Despite my excellent GPA and decent GRE score, I didn't get into LSU's Marriage and Family Therapy graduate program due to an oversight. So I did the next thing...I got a job. This job, I loved! I became a Polysomnographic technician at Louisiana Sleep Foundation. I worked with great people, I got to work at night (to which I was already accostomed, what with being at a party school for the past 4 years), and I got to work with patients in a hospital setting. I watched EKG's and EEG's all night watching the varying stages of sleep and watching as someone finally is able to get a decent night's sleep because their sleep apnea is "cured" so to speak because of a CPAP or BiPAP.

After a short six months there, I got into the University of Arkansas at Little Rock's School of Social Work. I was excited! I was moving out on my own and was going to get to experience life in another state, get another perspective AND get my MSW so that I could become a marriage and family therapist! Wouldn't this be great!!! Sure, right...since I still had absolutely no idea if that was what I should be doing or not.

Needless to say, after a year in the program, I decided that Social Work wasn't quite what I thought it was going to be. I was quite disappointed in the lack of empiricism involved in Social Work, and, though it is a great career for those who want to help others, it just wansn't for me. I was trained for four years in the empirical method. Evidence-based Social Work, just doesn't come up to par when the "Scientific Method" has been drilled into your head for over 8 years.

I, thankfully, had a wonderful little job that I enjoyed. I had great bosses and fellow employees, but it just wasn't where I needed to be. However much I enjoyed working there, my soul knew I was made for more...I knew that allowing that to be my stopping point was selling myself short in the long run, despite the loyalty for and obligation to the company for whom I worked. It was a job to help me on my way to wherever it was I was headed. I learned invaluable lessons having worked there and made wonderful, life-long friends there as well.

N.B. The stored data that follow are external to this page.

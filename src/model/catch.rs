//! Catch-the-props game: a spawn loop drops items that fall on their own
//! tick and are caught when they overlap the pointer-driven basket.

use rand::Rng;
use rand::seq::SliceRandom;
use serde::{Deserialize, Serialize};
use std::rc::Rc;
use yew::Reducible;

use super::completion::CompletionLatch;
use crate::config::CatchRules;

#[derive(Clone, Copy, Debug, Default, PartialEq, Serialize, Deserialize)]
pub struct Rect {
    pub left: f64,
    pub top: f64,
    pub width: f64,
    pub height: f64,
}

impl Rect {
    pub fn right(&self) -> f64 {
        self.left + self.width
    }

    pub fn bottom(&self) -> f64 {
        self.top + self.height
    }
}

/// Item box has reached the basket's top edge and overlaps it horizontally.
pub fn touches_basket(item: &Rect, basket: &Rect) -> bool {
    item.bottom() >= basket.top && item.left < basket.right() && item.right() > basket.left
}

#[derive(Clone, Copy, Debug, PartialEq, Serialize, Deserialize)]
pub struct FallingItem {
    pub id: u32,
    /// Index into the configured prop kinds.
    pub kind: usize,
    pub left: f64,
    pub top: f64,
}

#[derive(Clone, Copy, Debug, PartialEq, Eq, Serialize, Deserialize)]
pub struct CaughtItem {
    pub id: u32,
    pub kind: usize,
}

#[derive(Clone, Copy, Debug, PartialEq, Eq, Serialize, Deserialize)]
pub enum FinishReason {
    /// Every item has been spawned.
    Exhausted,
    /// The catch goal was reached.
    Threshold,
}

#[derive(Clone, Copy, Debug, PartialEq, Eq, Serialize, Deserialize)]
pub enum SpawnOutcome {
    Idle,
    Spawned(u32),
    Exhausted { completed: bool },
}

#[derive(Clone, Copy, Debug, PartialEq, Eq, Serialize, Deserialize)]
pub enum FallOutcome {
    /// The item was already removed; its tick should stop.
    Gone,
    Falling,
    Caught { completed: bool },
    Missed,
}

#[derive(Clone, Debug, PartialEq, Serialize, Deserialize)]
pub struct CatchGame {
    rules: CatchRules,
    kinds: usize,
    width: f64,
    height: f64,
    basket_center: f64,
    started: bool,
    spawning: bool,
    spawned: u32,
    next_id: u32,
    falling: Vec<FallingItem>,
    caught: Vec<CaughtItem>,
    completion: Option<FinishReason>,
    latch: CompletionLatch,
}

impl CatchGame {
    pub fn new(rules: CatchRules, kinds: usize) -> Self {
        Self {
            rules,
            kinds: kinds.max(1),
            width: 0.0,
            height: 0.0,
            basket_center: 0.0,
            started: false,
            spawning: false,
            spawned: 0,
            next_id: 0,
            falling: Vec::new(),
            caught: Vec::new(),
            completion: None,
            latch: CompletionLatch::default(),
        }
    }

    pub fn rules(&self) -> &CatchRules {
        &self.rules
    }

    pub fn started(&self) -> bool {
        self.started
    }

    pub fn spawning(&self) -> bool {
        self.spawning
    }

    pub fn spawned(&self) -> u32 {
        self.spawned
    }

    pub fn falling(&self) -> &[FallingItem] {
        &self.falling
    }

    pub fn caught(&self) -> &[CaughtItem] {
        &self.caught
    }

    /// Why completion fired, if it has.
    pub fn completion(&self) -> Option<FinishReason> {
        self.completion
    }

    pub fn is_finished(&self) -> bool {
        self.started && !self.spawning
    }

    /// Records the play-area size; the basket is recentred the first time.
    pub fn set_area(&mut self, width: f64, height: f64) -> bool {
        if width == self.width && height == self.height {
            return false;
        }
        let first = self.width <= 0.0;
        self.width = width.max(0.0);
        self.height = height.max(0.0);
        if first {
            self.basket_center = self.width / 2.0;
        }
        self.basket_center = self.clamp_basket(self.basket_center);
        true
    }

    pub fn start(&mut self) -> bool {
        if self.started {
            return false;
        }
        self.started = true;
        self.spawning = true;
        true
    }

    pub fn move_basket(&mut self, pointer_x: f64) -> bool {
        let x = self.clamp_basket(pointer_x);
        if x == self.basket_center {
            return false;
        }
        self.basket_center = x;
        true
    }

    fn clamp_basket(&self, x: f64) -> f64 {
        let edge = self.rules.basket_edge;
        if self.width <= edge * 2.0 {
            return self.width / 2.0;
        }
        x.clamp(edge, self.width - edge)
    }

    pub fn basket_center(&self) -> f64 {
        self.basket_center
    }

    pub fn basket_rect(&self) -> Rect {
        Rect {
            left: self.basket_center - self.rules.basket_width / 2.0,
            top: self.height - self.rules.basket_height,
            width: self.rules.basket_width,
            height: self.rules.basket_height,
        }
    }

    pub fn item_rect(&self, item: &FallingItem) -> Rect {
        Rect {
            left: item.left,
            top: item.top,
            width: self.rules.item_size,
            height: self.rules.item_size,
        }
    }

    /// One beat of the spawn loop. The beat after the last spawn ends the
    /// loop.
    pub fn spawn_tick<R: Rng + ?Sized>(&mut self, rng: &mut R) -> SpawnOutcome {
        if !self.spawning {
            return SpawnOutcome::Idle;
        }
        if self.spawned >= self.rules.max_spawn {
            self.spawning = false;
            let completed = self.complete(FinishReason::Exhausted);
            return SpawnOutcome::Exhausted { completed };
        }
        let span = (self.rules.spawn_max_frac - self.rules.spawn_min_frac).max(0.0);
        let frac = self.rules.spawn_min_frac + rng.gen_range(0.0..1.0) * span;
        let id = self.next_id;
        self.next_id += 1;
        self.falling.push(FallingItem {
            id,
            kind: rng.gen_range(0..self.kinds),
            left: self.width * frac,
            top: self.rules.spawn_top,
        });
        self.spawned += 1;
        SpawnOutcome::Spawned(id)
    }

    /// One beat of an item's fall.
    pub fn fall_tick<R: Rng + ?Sized>(&mut self, id: u32, rng: &mut R) -> FallOutcome {
        let Some(pos) = self.falling.iter().position(|f| f.id == id) else {
            return FallOutcome::Gone;
        };
        let jitter = if self.rules.fall_jitter > 0.0 {
            rng.gen_range(0.0..self.rules.fall_jitter)
        } else {
            0.0
        };
        self.falling[pos].top += self.rules.fall_step + jitter;
        let item = self.falling[pos];
        if touches_basket(&self.item_rect(&item), &self.basket_rect()) {
            self.falling.remove(pos);
            self.caught.push(CaughtItem {
                id: item.id,
                kind: item.kind,
            });
            let mut completed = false;
            if self.caught.len() as u32 >= self.rules.catch_goal {
                self.spawning = false;
                completed = self.complete(FinishReason::Threshold);
            }
            return FallOutcome::Caught { completed };
        }
        if item.top > self.height + self.rules.miss_margin {
            self.falling.remove(pos);
            return FallOutcome::Missed;
        }
        FallOutcome::Falling
    }

    fn complete(&mut self, reason: FinishReason) -> bool {
        if !self.latch.fire() {
            return false;
        }
        self.completion = Some(reason);
        true
    }
}

/// Converts a viewport x into play-area coordinates. `box_left` is the
/// element's border-box edge and `border_left` its left border width, since
/// items and the basket are positioned inside the padding box.
pub fn area_x(client_x: f64, box_left: f64, border_left: f64) -> f64 {
    client_x - box_left - border_left
}

/// Picks one message at random; `None` only for an empty list.
pub fn pick_message<'a, R: Rng + ?Sized>(rng: &mut R, messages: &'a [String]) -> Option<&'a str> {
    messages.choose(rng).map(String::as_str)
}

#[derive(Clone, Debug, PartialEq)]
pub enum CatchAction {
    Measure { width: f64, height: f64 },
    Start,
    SpawnTick,
    FallTick(u32),
    MoveBasket(f64),
}

impl Reducible for CatchGame {
    type Action = CatchAction;

    fn reduce(self: Rc<Self>, action: Self::Action) -> Rc<Self> {
        let mut new = (*self).clone();
        let mut rng = rand::thread_rng();
        let changed = match action {
            CatchAction::Measure { width, height } => new.set_area(width, height),
            CatchAction::Start => new.start(),
            CatchAction::SpawnTick => new.spawn_tick(&mut rng) != SpawnOutcome::Idle,
            CatchAction::FallTick(id) => new.fall_tick(id, &mut rng) != FallOutcome::Gone,
            CatchAction::MoveBasket(x) => new.move_basket(x),
        };
        if !changed {
            return self;
        }
        Rc::new(new)
    }
}

#[cfg(test)]
mod tests {
    use super::*;
    use rand::SeedableRng;
    use rand::rngs::StdRng;

    fn game() -> CatchGame {
        let mut g = CatchGame::new(CatchRules::default(), 1);
        g.set_area(400.0, 300.0);
        g
    }

    fn rng() -> StdRng {
        StdRng::seed_from_u64(11)
    }

    /// Ticks item `id` until it leaves play.
    fn drop_item(g: &mut CatchGame, id: u32, rng: &mut StdRng) -> FallOutcome {
        loop {
            match g.fall_tick(id, rng) {
                FallOutcome::Falling => continue,
                other => return other,
            }
        }
    }

    #[test]
    fn nothing_spawns_before_start() {
        let mut g = game();
        assert_eq!(g.spawn_tick(&mut rng()), SpawnOutcome::Idle);
        assert!(g.start());
        assert!(!g.start());
        assert!(matches!(g.spawn_tick(&mut rng()), SpawnOutcome::Spawned(0)));
    }

    #[test]
    fn spawn_positions_stay_within_band() {
        let mut g = game();
        let mut r = rng();
        g.start();
        for _ in 0..9 {
            g.spawn_tick(&mut r);
        }
        for item in g.falling() {
            assert!(item.left >= 40.0 && item.left <= 360.0, "left {}", item.left);
            assert_eq!(item.top, -40.0);
        }
    }

    #[test]
    fn spawn_count_never_exceeds_max() {
        let mut g = game();
        let mut r = rng();
        assert!(!g.is_finished());
        g.start();
        assert!(!g.is_finished());
        let mut outcomes = Vec::new();
        for _ in 0..20 {
            outcomes.push(g.spawn_tick(&mut r));
        }
        assert_eq!(g.spawned(), 9);
        assert_eq!(outcomes[9], SpawnOutcome::Exhausted { completed: true });
        assert!(outcomes[10..].iter().all(|o| *o == SpawnOutcome::Idle));
        assert_eq!(g.completion(), Some(FinishReason::Exhausted));
        assert!(g.is_finished());
    }

    #[test]
    fn pointer_maps_into_padding_box() {
        assert_eq!(area_x(101.0, 100.0, 1.0), 0.0);
        let mut g = game();
        assert!(g.move_basket(area_x(351.0, 100.0, 1.0)));
        assert_eq!(g.basket_center(), 250.0);
        // beyond the far border the basket stays clamped inside the area
        g.move_basket(area_x(502.0, 100.0, 1.0));
        assert_eq!(g.basket_center(), 360.0);
    }

    #[test]
    fn item_under_basket_is_caught() {
        let mut g = game();
        let mut r = rng();
        g.start();
        let SpawnOutcome::Spawned(id) = g.spawn_tick(&mut r) else {
            panic!("expected a spawn");
        };
        let left = g.falling()[0].left;
        g.move_basket(left + 20.0);
        assert_eq!(drop_item(&mut g, id, &mut r), FallOutcome::Caught { completed: false });
        assert_eq!(g.caught().len(), 1);
        assert!(g.falling().is_empty());
        assert_eq!(g.fall_tick(id, &mut r), FallOutcome::Gone);
    }

    #[test]
    fn item_away_from_basket_is_missed() {
        let mut g = game();
        let mut r = rng();
        g.start();
        g.spawn_tick(&mut r);
        let left = g.falling()[0].left;
        let far = if left < 200.0 { 400.0 } else { 0.0 };
        g.move_basket(far);
        let rect = g.basket_rect();
        assert!(rect.left >= left + 40.0 || rect.right() <= left);
        assert_eq!(drop_item(&mut g, 0, &mut r), FallOutcome::Missed);
        assert!(g.caught().is_empty());
    }

    #[test]
    fn caught_only_once_box_reaches_basket_top() {
        let g = game();
        let basket = g.basket_rect();
        let above = Rect { left: basket.left + 10.0, top: basket.top - 41.0, width: 40.0, height: 40.0 };
        let touching = Rect { top: basket.top - 40.0, ..above };
        assert!(!touches_basket(&above, &basket));
        assert!(touches_basket(&touching, &basket));
        let beside = Rect { left: basket.right(), ..touching };
        assert!(!touches_basket(&beside, &basket));
    }

    #[test]
    fn basket_is_clamped_to_area() {
        let mut g = game();
        g.move_basket(-50.0);
        assert_eq!(g.basket_center(), 40.0);
        g.move_basket(1000.0);
        assert_eq!(g.basket_center(), 360.0);
    }

    #[test]
    fn threshold_completion_fires_once_even_with_exhaustion() {
        let mut rules = CatchRules::default();
        rules.catch_goal = 2;
        rules.max_spawn = 2;
        let mut g = CatchGame::new(rules, 1);
        g.set_area(400.0, 300.0);
        let mut r = rng();
        g.start();
        g.spawn_tick(&mut r);
        g.spawn_tick(&mut r);
        let ids: Vec<(u32, f64)> = g.falling().iter().map(|f| (f.id, f.left)).collect();

        g.move_basket(ids[0].1 + 20.0);
        assert_eq!(drop_item(&mut g, ids[0].0, &mut r), FallOutcome::Caught { completed: false });
        g.move_basket(ids[1].1 + 20.0);
        assert_eq!(drop_item(&mut g, ids[1].0, &mut r), FallOutcome::Caught { completed: true });
        assert_eq!(g.completion(), Some(FinishReason::Threshold));
        assert!(!g.spawning());
        assert_eq!(g.spawn_tick(&mut r), SpawnOutcome::Idle);
    }

    #[test]
    fn exhaustion_then_late_catch_does_not_refire() {
        let mut rules = CatchRules::default();
        rules.catch_goal = 1;
        rules.max_spawn = 1;
        let mut g = CatchGame::new(rules, 1);
        g.set_area(400.0, 300.0);
        let mut r = rng();
        g.start();
        g.spawn_tick(&mut r);
        assert_eq!(g.spawn_tick(&mut r), SpawnOutcome::Exhausted { completed: true });
        let left = g.falling()[0].left;
        g.move_basket(left + 20.0);
        assert_eq!(drop_item(&mut g, 0, &mut r), FallOutcome::Caught { completed: false });
        assert_eq!(g.completion(), Some(FinishReason::Exhausted));
    }

    #[test]
    fn pick_message_draws_from_list() {
        let messages = vec!["a".to_string(), "b".to_string()];
        let mut r = rng();
        for _ in 0..10 {
            let m = pick_message(&mut r, &messages).unwrap();
            assert!(m == "a" || m == "b");
        }
        assert_eq!(pick_message(&mut r, &[]), None);
    }
}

Fast-forward to today. I am now twenty-five (and a half), working for my cousin, which I love, but I still know that settling here in this job will be settling for mediocrity. After some soul-searching, getting lost, being found again, and lots of thinking, I've finally decided on the correct path for me. It's something I've often thought about over the past fifteen-years or so, but something I never thought would be either plausible or practical. Lo and behold, I've found out that it is not only plausible AND practical, but also attainable!

Looking back now, I was completely and totally unprepared for graduate school the first time around. I should have stayed where I was until I had made a final decision on what it was I wanted to do and should do, instead of just jumping out at the next thing that I thought I HAD to be doing. I have a sort of history of rash behaviour, the details into which I will NOT delve.

Despite the misdirection and rash decisions, I don't regret that decision I made almost three years ago, now. Had I not decided to move here and attend school, I would never have met the wonderful friends and family I have here in Little Rock nor would I have found out just exactly what I'm supposed to be and just who is supposed to be with me on the journey to that point and all points thereafter.

After all, it is in making mistakes that we learn, in loving the wrong people that we appreciate the right ones when they come along (or never left), and in weakness that we truly find our strength.

Thank God for rash decisions. Thank God for second chances. And thank God for the everyday problems we find that bring us closer to Him and each other.

This time, I'm prepared. I'll do it much better this second go-round.